What "data" means depends on the task:
- Self-supervised finetuning: sequences of data.
- Instruction finetuning:
(instruction, response). - Preference finetuning:
(instruction, winning, losing). - Reward model: preference data or
((instruction, response), score).
Hard-to-Acquire Behaviors
- Chain-of-Thought requires step-by-step responses. Generating multi-step responses is tedious. CoT datasets are rarer.
Without CoT:
Q: What is the boiling point of Nitrogen?
A: -320.4F
With CoT:
Q: The cafeteria had 23 apples. They used 20 for lunch and bought 6 more. How many?
A: They had 23. Used 20 → 23-20 = 3. Bought 6 → 3+6 = 9.
- Tool use. Humans and AI have different efficient operations.

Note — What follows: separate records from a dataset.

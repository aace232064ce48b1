//! Handlers for settings holding a single string.

use crate::backend::validate_device;
use crate::cli::settings::error::SettingError;
use crate::cli::settings::helpers::{success_set, success_unset, truncate_with_ellipsis};
use crate::cli::settings::SettingHandler;
use crate::core::config::data::Config;
use crate::core::config::defaults::DEFAULT_ENDPOINT;
use crate::core::generation::DEFAULT_DEVICE;
use crate::utils::url::{is_http_endpoint, normalize_base_url};

/// Data-driven handler for free-text settings with an optional check.
pub struct TextSettingHandler {
    key: &'static str,
    hint: &'static str,
    example: &'static str,
    default_display: Option<&'static str>,
    validate: fn(&str) -> Result<String, SettingError>,
    set_field: fn(&mut Config, Option<String>),
}

impl SettingHandler for TextSettingHandler {
    fn key(&self) -> &'static str {
        self.key
    }

    fn set(&self, args: &[String], config: &mut Config) -> Result<String, SettingError> {
        let input = args.join(" ");
        if input.trim().is_empty() {
            return Err(SettingError::MissingArgs {
                hint: self.hint,
                example: self.example,
            });
        }

        let value = (self.validate)(input.trim())?;
        let display = truncate_with_ellipsis(&value.replace('\n', " "), 50);
        (self.set_field)(config, Some(value));
        Ok(success_set(self.key, &display))
    }

    fn unset(&self, _arg: Option<&str>, config: &mut Config) -> Result<String, SettingError> {
        (self.set_field)(config, None);
        Ok(match self.default_display {
            Some(default) => format!("✅ Unset {} (will use default: {default})", self.key),
            None => success_unset(self.key),
        })
    }
}

fn accept_any(input: &str) -> Result<String, SettingError> {
    Ok(input.to_string())
}

fn check_endpoint(input: &str) -> Result<String, SettingError> {
    if is_http_endpoint(input) {
        Ok(normalize_base_url(input))
    } else {
        Err(SettingError::InvalidValue {
            key: "endpoint",
            input: input.to_string(),
            expected: "an http:// or https:// URL",
        })
    }
}

fn check_device(input: &str) -> Result<String, SettingError> {
    validate_device(input).map_err(|_| SettingError::InvalidValue {
        key: "device",
        input: input.to_string(),
        expected: "cpu, cuda, cuda:N, mps or auto",
    })?;
    Ok(input.to_ascii_lowercase())
}

fn check_env_name(input: &str) -> Result<String, SettingError> {
    let valid = input
        .chars()
        .all(|c| c.is_ascii_alphanumeric() || c == '_');
    if valid {
        Ok(input.to_string())
    } else {
        Err(SettingError::InvalidValue {
            key: "api-key-env",
            input: input.to_string(),
            expected: "an environment variable name such as VLLM_API_KEY",
        })
    }
}

/// Create a handler for the `endpoint` setting.
pub fn endpoint_handler() -> TextSettingHandler {
    TextSettingHandler {
        key: "endpoint",
        hint: "To set the inference server, give its base URL:",
        example: "qllama set endpoint http://localhost:8000/v1",
        default_display: Some(DEFAULT_ENDPOINT),
        validate: check_endpoint,
        set_field: |c, v| c.endpoint = v,
    }
}

/// Create a handler for the `api-key-env` setting.
pub fn api_key_env_handler() -> TextSettingHandler {
    TextSettingHandler {
        key: "api-key-env",
        hint: "To send a bearer token, name the environment variable holding it:",
        example: "qllama set api-key-env VLLM_API_KEY",
        default_display: None,
        validate: check_env_name,
        set_field: |c, v| c.api_key_env = v,
    }
}

/// Create a handler for the `device` setting.
pub fn device_handler() -> TextSettingHandler {
    TextSettingHandler {
        key: "device",
        hint: "To set the default device, specify one of cpu, cuda, cuda:N, mps, auto:",
        example: "qllama set device cuda:1",
        default_display: Some(DEFAULT_DEVICE),
        validate: check_device,
        set_field: |c, v| c.device = v,
    }
}

/// Create a handler for the `system-prompt` setting.
pub fn system_prompt_handler() -> TextSettingHandler {
    TextSettingHandler {
        key: "system-prompt",
        hint: "To set a system prompt, provide the prompt text:",
        example: "qllama set system-prompt \"Answer in one sentence.\"",
        default_display: None,
        validate: accept_any,
        set_field: |c, v| c.system_prompt = v,
    }
}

Humans use a web UI. AI uses an API. Many teams use simulations to generate tool-use data. Tool use also needs special multi-message formats. Llama 3 designed one with source/destination headers.
Single-Turn vs. Multi-Turn
Single-turn is simpler and cheaper. Multi-turn captures clarification, correction, and follow-up. Real-world tasks usually need both.
Data Curation Is Also About Removal
Example: chatbot users complain it adds unsolicited rewrites after fact-checks. You investigate and find some training annotations include unsolicited suggestions. Remove them, and add new examples without rewriting.
Three Criteria
Data curation is like cooking:
- Quality is ingredient quality (no spoiled food).
- Coverage is the ingredient mix (right amount of each).
- Quantity is how many ingredients.
2.1 Data Quality
Small high-quality data beats large noisy data. Yi model: 10K carefully crafted instructions beat hundreds of thousands of noisy ones. LIMA: 1,000 curated prompts on a 65B Llama produced answers preferred to GPT-4 in 43% of cases (still not robust enough for production).
The Llama 3 team found human-generated data is more error-prone than expected, especially for nuanced safety policies. They built AI-assisted annotation tools.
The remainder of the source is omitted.